§ YOUR INSTRUCTIONS
Each record below needs to be retyped exactly.

--- EXERCISE DATA ---

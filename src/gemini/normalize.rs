//! Reply normalization shared by generate and edit.
//!
//! Only the first candidate is inspected. Within it the preference order is
//! fixed: any inline image beats any text, and text only becomes the error
//! message when no image exists anywhere in the reply.

use crate::error::ModelError;
use crate::models::{GenerateContentResponse, GeneratedImage, ReplyPart};

/// A reply part resolved to the one shape that matters for it.
#[derive(Debug, Clone, Copy, PartialEq, Eq)]
pub enum PartKind<'a> {
    Image {
        data: &'a str,
        mime_type: Option<&'a str>,
    },
    Text(&'a str),
    Other,
}

pub fn classify(part: &ReplyPart) -> PartKind<'_> {
    if let Some(inline) = &part.inline_data {
        if let Some(data) = inline.data.as_deref().filter(|data| !data.is_empty()) {
            return PartKind::Image {
                data,
                mime_type: inline.mime_type.as_deref(),
            };
        }
    }
    match part.text.as_deref() {
        Some(text) if !text.is_empty() => PartKind::Text(text),
        _ => PartKind::Other,
    }
}

pub fn normalize_response(
    response: &GenerateContentResponse,
) -> Result<GeneratedImage, ModelError> {
    let candidate = response
        .candidates
        .first()
        .ok_or_else(|| ModelError::NoCandidates {
            block_reason: response
                .prompt_feedback
                .as_ref()
                .and_then(|feedback| feedback.block_reason.clone()),
        })?;

    let kinds: Vec<PartKind<'_>> = candidate.parts().iter().map(classify).collect();

    let image = kinds.iter().find_map(|kind| match kind {
        PartKind::Image { data, mime_type } => Some(GeneratedImage::new(*data, *mime_type)),
        _ => None,
    });
    if let Some(image) = image {
        return Ok(image);
    }

    let text = kinds.iter().find_map(|kind| match kind {
        PartKind::Text(text) => Some(*text),
        _ => None,
    });
    if let Some(text) = text {
        return Err(ModelError::TextOnly(text.to_string()));
    }

    Err(ModelError::NoImageData {
        finish_reason: candidate.finish_reason.clone(),
    })
}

---

§ WRITTEN REPLY
filename src/gemini/normalize.rs
//! Reply normalization shared by generate and edit.
//!
//! Only the first candidate is inspected. Within it the preference order is
//! fixed: any inline image beats any text, and text only becomes the error
//! message when no image exists anywhere in the reply.

use crate::error::ModelError;
use crate::models::{GenerateContentResponse, GeneratedImage, ReplyPart};

/// A reply part resolved to the one shape that matters for it.
#[derive(Debug, Clone, Copy, PartialEq, Eq)]
pub enum PartKind<'a> {
    Image {
        data: &'a str,
        mime_type: Option<&'a str>,
    },
    Text(&'a str),
    Other,
}

pub fn classify(part: &ReplyPart) -> PartKind<'_> {
    if let Some(inline) = &part.inline_data {
        if let Some(data) = inline.data.as_deref().filter(|data| !data.is_empty()) {
            return PartKind::Image {
                data,
                mime_type: inline.mime_type.as_deref(),
            };
        }
    }
    match part.text.as_deref() {
        Some(text) if !text.is_empty() => PartKind::Text(text),
        _ => PartKind::Other,
    }
}

pub fn normalize_response(
    response: &GenerateContentResponse,
) -> Result<GeneratedImage, ModelError> {
    let candidate = response
        .candidates
        .first()
        .ok_or_else(|| ModelError::NoCandidates {
            block_reason: response
                .prompt_feedback
                .as_ref()
                .and_then(|feedback| feedback.block_reason.clone()),
        })?;

    let kinds: Vec<PartKind<'_>> = candidate.parts().iter().map(classify).collect();

    let image = kinds.iter().find_map(|kind| match kind {
        PartKind::Image { data, mime_type } => Some(GeneratedImage::new(*data, *mime_type)),
        _ => None,
    });
    if let Some(image) = image {
        return Ok(image);
    }

    let text = kinds.iter().find_map(|kind| match kind {
        PartKind::Text(text) => Some(*text),
        _ => None,
    });
    if let Some(text) = text {
        return Err(ModelError::TextOnly(text.to_string()));
    }

    Err(ModelError::NoImageData {
        finish_reason: candidate.finish_reason.clone(),
    })
}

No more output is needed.